● **Task item**:
List, from the lines below, each one with "DashMap" in it.

*** Input for this task Section Begins ***

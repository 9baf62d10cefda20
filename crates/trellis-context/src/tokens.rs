//! Model-aware token accounting.
//!
//! Counting is a deterministic chars-per-token approximation with ceiling
//! division; each model family carries its own ratio. Truncation cuts on a
//! `char` boundary, so the result is always valid, decodable text.

use dashmap::DashMap;
use rayon::prelude::*;
use tracing::warn;

/// Chars-per-token used when the model identifier is unknown.
const DEFAULT_CHARS_PER_TOKEN: usize = 4;

/// Closed table of known model families, matched by prefix. Code-tuned
/// tokenizers pack fewer characters per token.
const MODEL_FAMILIES: &[(&str, usize)] = &[
    ("codellama", 3),
    ("starcoder", 3),
    ("deepseek", 3),
    ("gpt-", 4),
    ("o1", 4),
    ("o3", 4),
    ("claude", 4),
    ("gemini", 4),
    ("llama", 4),
];

/// Deterministic token counter. `count` for a given (text, model) pair
/// always returns the same value.
pub struct TokenCounter {
    /// Models already warned about, so the fallback diagnostic fires once.
    warned: DashMap<String, ()>,
}

impl TokenCounter {
    pub fn new() -> Self {
        TokenCounter {
            warned: DashMap::new(),
        }
    }

    fn chars_per_token(&self, model: &str) -> usize {
        for (prefix, ratio) in MODEL_FAMILIES {
            if model.starts_with(prefix) {
                return *ratio;
            }
        }
        if self.warned.insert(model.to_string(), ()).is_none() {
            warn!(model, "unknown model identifier, using default token scheme");
        }
        DEFAULT_CHARS_PER_TOKEN
    }

    /// Tokens needed for `text` under the given model.
    pub fn count(&self, text: &str, model: &str) -> u32 {
        let ratio = self.chars_per_token(model);
        text.chars().count().div_ceil(ratio) as u32
    }

    /// Batch variant; counts many texts in parallel.
    pub fn count_batch(&self, texts: &[&str], model: &str) -> Vec<u32> {
        let ratio = self.chars_per_token(model);
        texts
            .par_iter()
            .map(|text| text.chars().count().div_ceil(ratio) as u32)
            .collect()
    }

    /// Longest prefix of `text` that fits in `max_tokens`. Cuts on a char
    /// boundary; the result always decodes and never exceeds the limit.
    pub fn truncate_to_tokens(&self, text: &str, max_tokens: u32, model: &str) -> String {
        let ratio = self.chars_per_token(model);
        let max_chars = max_tokens as usize * ratio;
        if text.chars().count() <= max_chars {
            return text.to_string();
        }
        text.chars().take(max_chars).collect()
    }
}

impl Default for TokenCounter {
    fn default() -> Self {
        Self::new()
    }
}
//! Trellis Sync — keeps the dependency graph consistent under file churn
//! without full re-analysis

pub mod collab;
pub mod lock;
pub mod state;
pub mod store;
pub mod updater;

pub use collab::{
    FileAnalysis, FileAnalyzer, GraphStorage, InMemoryStorage, MapAnalyzer, NoopIndex,
    SemanticIndex, StorageTransaction,
};
pub use lock::{LockGuard, LockManager};
pub use state::{RepoSyncStatus, SyncRegistry, SyncState};
pub use store::SnapshotStore;
pub use updater::{ApplyReport, GraphUpdater};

*** Input for this task Section Ends ***

● **Answer to this problem**:
use dashmap::DashMap;
    warned: DashMap<String, ()>,
            warned: DashMap::new(),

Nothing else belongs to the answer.